Chrysavgi (Χρυσαυγή, before 1927: Μοιραλή – Moirali, between 1927 and 1930: Στρογγυλόν – Strongylon), is a mountain village in the municipality of Voio, Western Macedonia, Greece. Only 30 minutes from Grevena and 20 minutes from Tsotyli, it is built with traditional architecture at an altitude of 860 meters. The stone houses give a special and impressive picture.

==History==

The exact establishment date is difficult to pinpoint due to lack of historical evidences. The older register is from the 1534 codex in the Monastery of Zaborda and gives the old name of the village which was Mirali, a name taken probably from the Turkish commander of the area, Omer Ali. At 1927 it was renamed Stroggylon (which means round) and in 1930 received its final name Chrysavgi (which means “golden dawn”)

South of the village lay the stony remains of an ancient military settlement which was used to control the mountain passes. A copper statue of Athena was found in the area, along with metallic vessels, spearheads and daggers. Also Greek, Roman and Byzantine coins were unearthed by farmers.

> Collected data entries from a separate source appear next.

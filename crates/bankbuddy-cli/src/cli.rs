use std::path::PathBuf;

use bankbuddy_client::report::MAX_RECENT_DAYS;
use chrono::NaiveDate;
use clap::{Args, Parser, Subcommand};

#[derive(Debug, Clone, PartialEq, Eq)]
pub struct IsoDate(pub String);

impl IsoDate {
    pub fn as_str(&self) -> &str {
        &self.0
    }
}

pub fn parse_iso_date(value: &str) -> Result<IsoDate, String> {
    if value.len() != 10 {
        return Err("date must use YYYY-MM-DD format".to_string());
    }

    let bytes = value.as_bytes();
    if bytes[4] != b'-' || bytes[7] != b'-' {
        return Err("date must use YYYY-MM-DD format".to_string());
    }

    for index in [0usize, 1, 2, 3, 5, 6, 8, 9] {
        if !bytes[index].is_ascii_digit() {
            return Err("date must use YYYY-MM-DD format".to_string());
        }
    }

    if NaiveDate::parse_from_str(value, "%Y-%m-%d").is_err() {
        return Err("date must use valid calendar values".to_string());
    }

    Ok(IsoDate(value.to_string()))
}

pub fn parse_recent_days(value: &str) -> Result<i64, String> {
    match value.parse::<i64>() {
        Ok(days) if (1..=MAX_RECENT_DAYS).contains(&days) => Ok(days),
        _ => Err(format!(
            "days must be a whole number between 1 and {MAX_RECENT_DAYS}"
        )),
    }
}

/// Extended help shown after `buddy import create --help`.
pub const IMPORT_CREATE_AFTER_HELP: &str = "\
How import works:
  Point buddy at a CSV export from your bank, or at a directory of them.
  With no path, every *.csv in <home>/bank-exports is imported.
  Each file is one account. The account key comes from the file name:
    Team_Beeb_CC_01-01-2025_03-31-2025.csv  ->  team_beeb_cc
  Use --account <key> to name the account yourself (single file only).
  Keys containing `cc` or `credit` are credit cards; `checking` and
  `savings` are recognized too.

Accepted headers (case-insensitive):
  date:         Date, Transaction Date, Posted Date, Posting Date, Trans. Date
  description:  Description, Payee, Merchant, Name
  amount:       Amount, Transaction Amount, or a Debit + Credit pair
  optional:     Category, Original Description, Memo, Status
  Other columns are ignored.

Values:
  Dates may be YYYY-MM-DD, MM/DD/YYYY, M/D/YYYY or MM/DD/YY.
  Amounts may use $, thousands commas, +/- and (12.34) for negatives,
  with at most 2 decimal places. Negative means money out.

Duplicates:
  A row whose date, description, amount and account all match a stored
  row (or an earlier row of the same file) is skipped. Re-importing the
  same export adds nothing.
  Malformed rows are skipped and listed; the rest of the file imports.

What to do next:
  1. Run `buddy import create --dry-run <path>` and review the summary.
  2. Run `buddy import create <path>` to write the rows.
  3. Run `buddy analyze` or `buddy report`.
";

#[derive(Debug, Parser)]
#[command(
    name = "buddy",
    version,
    about = "household bank ledger, expense splitter and report writer",
    disable_help_subcommand = true
)]
pub struct Cli {
    /// Ledger home directory (defaults to $BANKBUDDY_HOME, then ~/.bankbuddy)
    #[arg(long, global = true, value_name = "DIR")]
    pub home: Option<PathBuf>,

    #[command(subcommand)]
    pub command: Commands,
}

#[derive(Debug, Subcommand)]
pub enum Commands {
    /// List imported accounts
    #[command(arg_required_else_help = true)]
    Account {
        #[command(subcommand)]
        command: AccountCommand,
    },
    /// Import bank CSV exports into the local ledger
    #[command(arg_required_else_help = true)]
    Import {
        #[command(subcommand)]
        command: ImportCommand,
    },
    /// Summarize accounts and split shared expenses
    Analyze {
        /// Only analyze this account key
        #[arg(long)]
        account: Option<String>,
        #[command(flatten)]
        split: SplitFlags,
        /// Emit machine-readable JSON output
        #[arg(long)]
        json: bool,
    },
    /// Write the Markdown transaction report
    Report {
        /// Report file path (defaults to <home>/reports/Bank_Transaction_Report.md)
        #[arg(long, value_name = "FILE")]
        output: Option<PathBuf>,
        /// Directory holding <account_key>_top_categories.png charts
        #[arg(long, value_name = "DIR")]
        charts_dir: Option<PathBuf>,
        #[command(flatten)]
        split: SplitFlags,
        /// Emit machine-readable JSON output
        #[arg(long)]
        json: bool,
    },
}

#[derive(Debug, Clone, Default, Args)]
pub struct SplitFlags {
    /// Name of the first person sharing expenses
    #[arg(long, value_name = "NAME")]
    pub person1_name: Option<String>,
    /// Name of the second person sharing expenses
    #[arg(long, value_name = "NAME")]
    pub person2_name: Option<String>,
    /// Person 1's share in percent, 0 to 100 (default 50)
    #[arg(long, value_name = "PERCENT")]
    pub person1_percentage: Option<String>,
    /// Recent-activity window in days (default 30)
    #[arg(long, value_parser = parse_recent_days)]
    pub days: Option<i64>,
    /// Reference date (YYYY-MM-DD); defaults to the latest imported date
    #[arg(long, value_parser = parse_iso_date)]
    pub as_of: Option<IsoDate>,
}

#[derive(Debug, Clone, Subcommand)]
pub enum AccountCommand {
    /// Show transaction counts, date ranges and net amounts per account
    List {
        /// Emit machine-readable JSON output
        #[arg(long)]
        json: bool,
    },
}

#[derive(Debug, Clone, Subcommand)]
pub enum ImportCommand {
    /// Import a CSV export or a directory of exports
    #[command(after_long_help = IMPORT_CREATE_AFTER_HELP)]
    Create {
        /// Parse, validate and dedupe without writing to the ledger
        #[arg(long)]
        dry_run: bool,
        /// Account key for a single-file import
        #[arg(long)]
        account: Option<String>,
        /// Emit machine-readable JSON output
        #[arg(long)]
        json: bool,
        /// CSV file or directory (defaults to <home>/bank-exports)
        path: Option<PathBuf>,
    },
    /// List past imports, newest first
    List {
        /// Emit machine-readable JSON output
        #[arg(long)]
        json: bool,
    },
}

#[cfg(test)]
pub fn parse_from<I, T>(itr: I) -> Result<Cli, clap::Error>
where
    I: IntoIterator<Item = T>,
    T: Into<std::ffi::OsString> + Clone,
{
    Cli::try_parse_from(itr)
}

The first settlers, according to tradition, were located at "Selio" point, 2 kilometers north of the village. In the area were scattered settlements which were destroyed by Turkish and Albanian raids. The remaining people established the modern village.

In 1793 many Voio villages were Islamized and became manors of the local Beys who were friendly to Ali Pasha. At Chrysavgi the Bey was Ali Koukos, to whom the residents paid the protective tax, one tenth of their production (Dekati). Beside the tax, they were bound to hand over to the Bey each new bride for him to spend the first wedding night with (Ius primae noctis). Some villagers were unable to tolerate this custom and killed the Bey in 1830. Next day was considered to be a "Golden Dawn" for the village. The remains of the Bey were discovered during an excavation in 1962, in "Koukos" point. The retaliation of the Turks for the murder of the Bey was a heavy tax enforced on the village. With this money, a mosque was built in Constantinople (Istanbul) which was named "Mirali Tzamisi".

Chrysavgi and the other villages ceased to be manors in 1836 after a firman from Sultan Mahmud II.